In daranzolin/hacksaw: Additional Tools for Splitting and Cleaning Data

knitr::opts_chunk$set(
  collapse = TRUE,
  comment = "#>",
  fig.path = "man/figures/README-",
  out.width = "100%"
)

hacksaw

CRAN log

hacksaw is as an adhesive between various dplyr and purrr operations, with some extra tidyverse-like functionality (e.g. keeping NAs, shifting row values) and shortcuts (e.g. filtering patterns, casting, plucking, etc.).

Installation

You can install the released version of hacksaw from CRAN with:

install.packages("hacksaw")

Or install the development version from GitHub with:

remotes::install_github("daranzolin/hacksaw")

Split operations

hacksaw's assortment of split operations recycle the original data frame. This is useful when you want to run slightly different code on the same object multiple times (e.g. assignment) or you want to take advantage of some list functionality (e.g. purrr, lengths(), %->%, etc.).

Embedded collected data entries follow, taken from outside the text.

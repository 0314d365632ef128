//! quicd: a single-threaded draft-QUIC handshake server.
//!
//! The binary in `main.rs` wires these modules together; they are exposed
//! as a library so the dispatcher can be driven from tests with a fake
//! socket, clock and TLS session.

pub mod config;
pub mod crypto;
pub mod error;
pub mod netio;
pub mod runtime;
pub mod telemetry;
pub mod tls;
pub mod worker;
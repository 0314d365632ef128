//! Per-connection engine and TLS construction.

use crate::error::Result;
use crate::tls::{BoringTlsSession, TlsSession};
use boring::ssl::SslContext;
use quicd_quic::{ProtocolEngine, ServerConnection};

/// Creates the engine and TLS session of a newly admitted connection.
pub trait SessionFactory {
    type Engine: ProtocolEngine;
    type Tls: TlsSession;

    fn new_engine(&self, conn_id: u64, version: u32) -> Self::Engine;

    fn new_tls(&self) -> Result<Self::Tls>;
}

/// Production sessions: the bundled engine over BoringSSL.
pub struct BoringSessionFactory {
    ctx: SslContext,
}

impl BoringSessionFactory {
    pub fn new(ctx: SslContext) -> Self {
        Self { ctx }
    }
}

impl SessionFactory for BoringSessionFactory {
    type Engine = ServerConnection;
    type Tls = BoringTlsSession;

    fn new_engine(&self, conn_id: u64, version: u32) -> ServerConnection {
        ServerConnection::new(conn_id, version)
    }

    fn new_tls(&self) -> Result<BoringTlsSession> {
        BoringTlsSession::new(&self.ctx)
    }
}
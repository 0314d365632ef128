//! # Logging
//!
//! Structured logging through `tracing`. Verbosity comes from `RUST_LOG`
//! and defaults to `info`; `RUST_LOG=quicd_quic=trace` shows every packet
//! and frame the engine sends or receives.
//!
//! Lines carry the time since process start, the target, and the source
//! location. Colour is used only when stdout is a terminal.

use anyhow::Result;
use std::io::IsTerminal;
use tracing_subscriber::{fmt, layer::SubscriberExt, util::SubscriberInitExt, EnvFilter};

const DEFAULT_FILTER: &str = "info";

/// Install the global subscriber. Call once, before anything logs.
pub fn init_logging() -> Result<()> {
    let env_filter =
        EnvFilter::try_from_default_env().unwrap_or_else(|_| EnvFilter::new(DEFAULT_FILTER));

    let fmt_layer = fmt::layer()
        .with_timer(fmt::time::uptime())
        .with_target(true)
        .with_file(true)
        .with_line_number(true)
        .with_ansi(std::io::stdout().is_terminal());

    tracing_subscriber::registry()
        .with(env_filter)
        .with(fmt_layer)
        .try_init()
        .map_err(|e| anyhow::anyhow!("Failed to initialize tracing subscriber: {}", e))?;

    Ok(())
}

The useful%<-% and %->% operators are re-exported from the zeallot package.

filter

library(hacksaw)
library(tidyverse)

iris %>% 
  filter_split(
    large_petals = Petal.Length > 5.1,
    large_sepals = Sepal.Length > 6.4
  ) %>% 
  map(summary)

select

Include multiple columns and select helpers within c():

iris %>% 
  select_split(
    sepal_data = c(Species, starts_with("Sepal")),
    petal_data = c(Species, starts_with("Petal"))
  ) %>% 
  str()

count

Count across multiple variables:

mtcars %>% 
  count_split(
    cyl,
    carb,
    gear
    )

rolling_count_split

Rolling counts, left-to-right

mtcars %>% 
  rolling_count_split(
    cyl,
    carb,
    gear
    )

distinct

Easily get the unique values of multiple columns:

starwars %>% 
  distinct_split(skin_color, eye_color, homeworld) %>% 
  str() # lengths() is also useful

mutate

iris %>% 
  mutate_split(
    Sepal.Length2 = Sepal.Length * 2,
    Sepal.Length3 = Sepal.Length * 3
  ) %>% 
  str()

group_by

Separate groups:

mtcars %>% 
  group_by_split(cyl, gear, am, across(c(cyl, gear))) %>% 
  map(tally, wt = vs)

rolling_group_by_split

Rolling groups, left-to-right:

mtcars %>% 
  rolling_group_by_split(
    cyl, 
    carb, 
    gear
  ) %>% 
  map(summarize, mean_mpg = mean(mpg))

nest_by

mtcars %>%
    nest_by_split(cyl, gear) %>%
    map(mutate, model = list(lm(mpg ~ wt, data = data)))

rolling_nest_by

mtcars %>%
    rolling_nest_by_split(cyl, gear) %>%
    map(mutate, model = list(lm(mpg ~ wt, data = data)))

transmute

iris %>% 
  transmute_split(Sepal.Length * 2, Petal.Width + 5) %>% 
  str()

slice

iris %>% 
  slice_split(1:10, 11:15, 30:50) %>% 
  str()

Use the var_max and var_min helpers to easily get minimum and maximum values of a variable:

iris %>% 
  slice_split(
    largest_sepals = var_max(Sepal.Length, 4),
    smallest_sepals = var_min(Sepal.Length, 4)
  )#

precision_split

precision_split splits the mtcars data frame into two: one with mpg greater than 20, one with mpg less than 20:

mtcars %>% 
  precision_split(mpg > 20) %->% c(lt20mpg, gt20mpg)

str(gt20mpg)
str(lt20mpg)

eval_split

Evaluate any expression:

mtcars %>% 
  eval_split(
    select(hp, mpg),
    filter(mpg > 25),
    mutate(pounds = wt*1000)
  ) %>% 
  str()

Casting

Tired of mutate(var = as.[character|numeric|logical](var))?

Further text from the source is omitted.